Theta oscillations, ranging from 4-8 Hz, play a significant role in spatial learning and memory functions during navigation tasks. Frontal theta oscillations are thought to play an important role in spatial navigation and memory. Electroencephalography (EEG) datasets are very complex, making any changes in the neural signal related to behaviour difficult to interpret. However, multiple analytical methods are available to examine complex data structure, especially machine learning based techniques. These methods have shown high classification performance and the combination with feature engineering enhances the capability of these methods. This paper proposes using hidden Markov and linear mixed effects models to extract features from EEG data. Based on the engineered features obtained from frontal theta EEG data during a spatial navigation task in two key trials (first, last) and between two conditions (learner and non-learner), we analysed the performance of six machine learning methods (Polynomial Support Vector Machines, Non-linear Support Vector Machines, Random Forests, K-Nearest Neighbours, Ridge, and Deep Neural Networks) on classifying learner and non-learner participants. We also analysed how different standardisation methods used to pre-process the EEG data contribute to classification performance. We compared the classification performance of each trial with data gathered from the same subjects, including solely coordinate-based features, such as idle time and average speed. We found that more machine learning methods perform better classification using coordinate-based data. However, only deep neural networks achieved an area under the ROC curve higher than 80% using the theta EEG data alone. Our findings suggest that standardising the theta EEG data and using deep neural networks enhances the classification of learner and non-learner subjects in a spatial learning task.

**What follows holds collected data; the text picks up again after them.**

//! Table of contents (reference pass).
//!
//! Built from the sections the layout pass produced, so every entry points at
//! an anchor that exists and belongs to the section with the same title.

use std::collections::HashMap;

use tracing::{debug, instrument};

use blogbook_shared::{BlogbookError, Result, Section, TocEntry, UNDATED_LABEL};

/// One TOC entry per laid-out section, in layout order.
#[instrument(skip_all, fields(sections = sections.len()))]
pub fn build_toc(sections: &[Section]) -> Vec<TocEntry> {
    let toc: Vec<TocEntry> = sections
        .iter()
        .map(|s| TocEntry {
            title: s.title.clone(),
            display_date: s.display_date.clone(),
            undated: s.display_date == UNDATED_LABEL,
            target: s.anchor.clone(),
        })
        .collect();

    debug!(entries = toc.len(), "TOC built");
    toc
}

/// Verify that every entry resolves to the matching section.
pub fn validate_toc(toc: &[TocEntry], sections: &[Section]) -> Result<()> {
    if toc.len() != sections.len() {
        return Err(BlogbookError::validation(format!(
            "TOC has {} entries for {} sections",
            toc.len(),
            sections.len()
        )));
    }

    let mut by_anchor: HashMap<&str, &Section> = HashMap::with_capacity(sections.len());
    for section in sections {
        if by_anchor.insert(section.anchor.as_str(), section).is_some() {
            return Err(BlogbookError::validation(format!(
                "duplicate section anchor '{}'",
                section.anchor
            )));
        }
    }

    for (entry, expected) in toc.iter().zip(sections) {
        let target = by_anchor.get(entry.target.as_str()).ok_or_else(|| {
            BlogbookError::validation(format!("TOC target '{}' has no section", entry.target))
        })?;
        if target.ordinal != expected.ordinal || target.title != entry.title {
            return Err(BlogbookError::validation(format!(
                "TOC entry '{}' points at section {} ('{}')",
                entry.title, target.ordinal, target.title
            )));
        }
    }

    Ok(())
}

#[cfg(test)]
mod tests {
    use super::*;

    fn section(ordinal: usize, title: &str, date: &str) -> Section {
        Section {
            ordinal,
            anchor: format!("post-{ordinal}"),
            title: title.into(),
            display_date: date.into(),
            source_url: format!("https://example.com/{ordinal}"),
            body_html: String::new(),
        }
    }

    #[test]
    fn entries_follow_sections() {
        let sections = vec![
            section(1, "First", "January 10, 2024"),
            section(2, "Second", UNDATED_LABEL),
        ];
        let toc = build_toc(&sections);

        assert_eq!(toc.len(), 2);
        assert_eq!(toc[0].target, "post-1");
        assert!(!toc[0].undated);
        assert!(toc[1].undated);
        validate_toc(&toc, &sections).unwrap();
    }

    #[test]
    fn dangling_or_mismatched_targets_fail() {
        let sections = vec![section(1, "First", "x"), section(2, "Second", "y")];

        let mut toc = build_toc(&sections);
        toc[1].target = "post-9".into();
        assert!(validate_toc(&toc, &sections).is_err());

        let mut toc = build_toc(&sections);
        toc.swap(0, 1);
        assert!(validate_toc(&toc, &sections).is_err());

        let toc = build_toc(&sections[..1]);
        assert!(validate_toc(&toc, &sections).is_err());
    }

    #[test]
    fn duplicate_anchors_fail() {
        let mut sections = vec![section(1, "A", "x"), section(2, "B", "y")];
        sections[1].anchor = "post-1".into();
        let toc = build_toc(&sections);
        assert!(validate_toc(&toc, &sections).is_err());
    }
}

翻译：4-8赫兹范围内的θ振荡在导航任务中的空间学习和记忆功能中发挥重要作用。前额θ振荡被认为对空间导航和记忆至关重要。脑电图数据集极其复杂，使得与行为相关的神经信号变化难以解释。然而，可用的多种分析方法（尤其是基于机器学习的技术）能够处理复杂数据结构。这些方法已展现出高分类性能，而其特征工程进一步增强了其能力。本文提出采用隐马尔可夫模型和线性混合效应模型从脑电图数据中提取特征。基于空间导航任务中两个关键试验（首次与末次）及两种条件（学习者与非学习者）下前额θ脑电图数据所工程化获取的特征，我们分析了六种机器学习方法（多项式支持向量机、非线性支持向量机、随机森林、K近邻、岭回归和深度神经网络）对学习者与非学习者参与者的分类性能。我们还分析了用于预处理脑电图数据的标准化方法对分类性能的贡献，并将各试验的分类性能与从相同受试者获取的数据（包括纯坐标特征，如空闲时间和平均速度）进行比较。研究发现，基于坐标数据时更多机器学习方法表现出更优分类效果；但仅深度神经网络在使用纯θ脑电图数据时实现了超过80%的ROC曲线下面积。我们的结果表明，对θ脑电图数据进行标准化并采用深度神经网络可增强空间学习任务中对学习者与非学习者受试者的分类能力。